There will be a patron party at 7 p.m., with entertainment by the NOCCA Trio. The Garden Party will be from 8 to 11 p.m., with entertainment by the Bucktown All-Stars.

Established in 1992, The Bucktown All-Stars are a brass-driven New Orleans party band specializing in 1960s classic R&B and soul, ’70s funk and New Orleans jams. They are a multi-year winner of Gambit’s Readers Poll in “Best Band That Doesn’t Fit Any Of These Categories” and 10-time winner of the prestigious Offbeat Magazine Best of the Beat Awards.

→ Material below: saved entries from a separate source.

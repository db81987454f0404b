//! User repository.
//!
//! Users live in `users.json`. Password hashing runs on a blocking worker so
//! the iterated digest never stalls the async runtime.

use audito_auth::password::{hash_password, verify_password};
use audito_core::entities::{User, UserRole};
use audito_core::errors::CoreError;
use audito_core::ids::{PREFIX_USER, generate_id};
use serde::{Deserialize, Serialize};

use crate::USERS_FILE;
use crate::error::DatabaseError;
use crate::service::{AuditoService, unused_id};

/// On-disk shape of `users.json`.
#[derive(Debug, Default, Serialize, Deserialize)]
pub(crate) struct UsersDocument {
    #[serde(default)]
    pub users: Vec<User>,
}

/// Fields required to register a user.
#[derive(Debug, Clone)]
pub struct NewUser {
    pub name: String,
    pub email: String,
    pub password: String,
    pub role: UserRole,
}

pub(crate) async fn hash_in_background(password: String) -> Result<String, DatabaseError> {
    tokio::task::spawn_blocking(move || hash_password(&password))
        .await
        .map_err(|e| DatabaseError::Background(e.to_string()))?
        .map_err(DatabaseError::from)
}

impl AuditoService {
    /// All users in insertion order.
    ///
    /// # Errors
    ///
    /// Returns `DatabaseError` if `users.json` is unreadable.
    pub async fn list_users(&self) -> Result<Vec<User>, DatabaseError> {
        Ok(self.db().read_document::<UsersDocument>(USERS_FILE)?.users)
    }

    /// Find a user by exact email match.
    ///
    /// # Errors
    ///
    /// Returns `DatabaseError` if `users.json` is unreadable.
    pub async fn find_user_by_email(&self, email: &str) -> Result<Option<User>, DatabaseError> {
        Ok(self
            .list_users()
            .await?
            .into_iter()
            .find(|user| user.email == email))
    }

    /// Register a user. Email must be unique; email and password must be non-empty.
    ///
    /// # Errors
    ///
    /// Returns `DatabaseError::Invalid` for blank credentials,
    /// `DatabaseError::Conflict` for a taken email, `DatabaseError::IdExhausted`
    /// if no unused ID can be drawn, or an I/O error.
    pub async fn create_user(&self, new: NewUser) -> Result<User, DatabaseError> {
        self.insert_user(new, || generate_id(PREFIX_USER)).await
    }

    pub(crate) async fn insert_user(
        &self,
        new: NewUser,
        next_id: impl FnMut() -> Result<String, CoreError>,
    ) -> Result<User, DatabaseError> {
        if new.email.trim().is_empty() {
            return Err(DatabaseError::Invalid("email is required".into()));
        }
        if new.password.is_empty() {
            return Err(DatabaseError::Invalid("password is required".into()));
        }

        let _guard = self.lock_writes().await;
        let mut doc: UsersDocument = self.db().read_document(USERS_FILE)?;
        if doc.users.iter().any(|user| user.email == new.email) {
            return Err(DatabaseError::Conflict(format!(
                "user with email {} already exists",
                new.email
            )));
        }

        let id = unused_id(next_id, |id| doc.users.iter().any(|user| user.id == id))?;
        let user = User {
            id,
            name: new.name,
            email: new.email,
            password_hash: hash_in_background(new.password).await?,
            role: new.role,
        };
        doc.users.push(user.clone());
        self.db().write_document(USERS_FILE, &doc)?;
        tracing::info!(user_id = %user.id, role = %user.role, "user created");
        Ok(user)
    }

    /// Check credentials. Returns the user only when the password verifies.
    ///
    /// # Errors
    ///
    /// Returns `DatabaseError` if `users.json` is unreadable.
    pub async fn authenticate(
        &self,
        email: &str,
        password: &str,
    ) -> Result<Option<User>, DatabaseError> {
        let Some(user) = self.find_user_by_email(email).await? else {
            return Ok(None);
        };
        let password = password.to_string();
        let stored = user.password_hash.clone();
        let ok = tokio::task::spawn_blocking(move || verify_password(&password, &stored))
            .await
            .map_err(|e| DatabaseError::Background(e.to_string()))?;
        Ok(ok.then_some(user))
    }
}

The event will feature cuisine from 20 local restaurants, including Arnaud’s Restaurant, Aunt Sally’s Pralines, The Blue Crab Restaurant and Oyster Bar, Blue Oak BBQ, Café Degas, Café NOMA and Ralph Brennan Catering at NOMA, Chef Bryon Peck, Elizabeth’s Restaurant, Crescent City Brewhouse, Fogo de Chão Brazilian Steakhouse, Highly Seasoned Catering, LLC, Larder Gourmet Market + Eatery, Lula Restaurant Distillery, Mandina’s, Nothing Bundt Cakes — Metairie, Silk Road, Southern Candymakers, The Station Coffee Shop and Bakery, St. James Cheese Company, Swiss Confectionery, and The Vintage.

Patron party tickets are $125 for members, $150 for non-members. Garden party tickets are $75 for members, $100 for non-members. Sponsor levels range from $175 to $10,000.

Proceeds from the rain-or-shine event support the museum’s mission “to unite, inspire, and engage diverse communities through the arts.”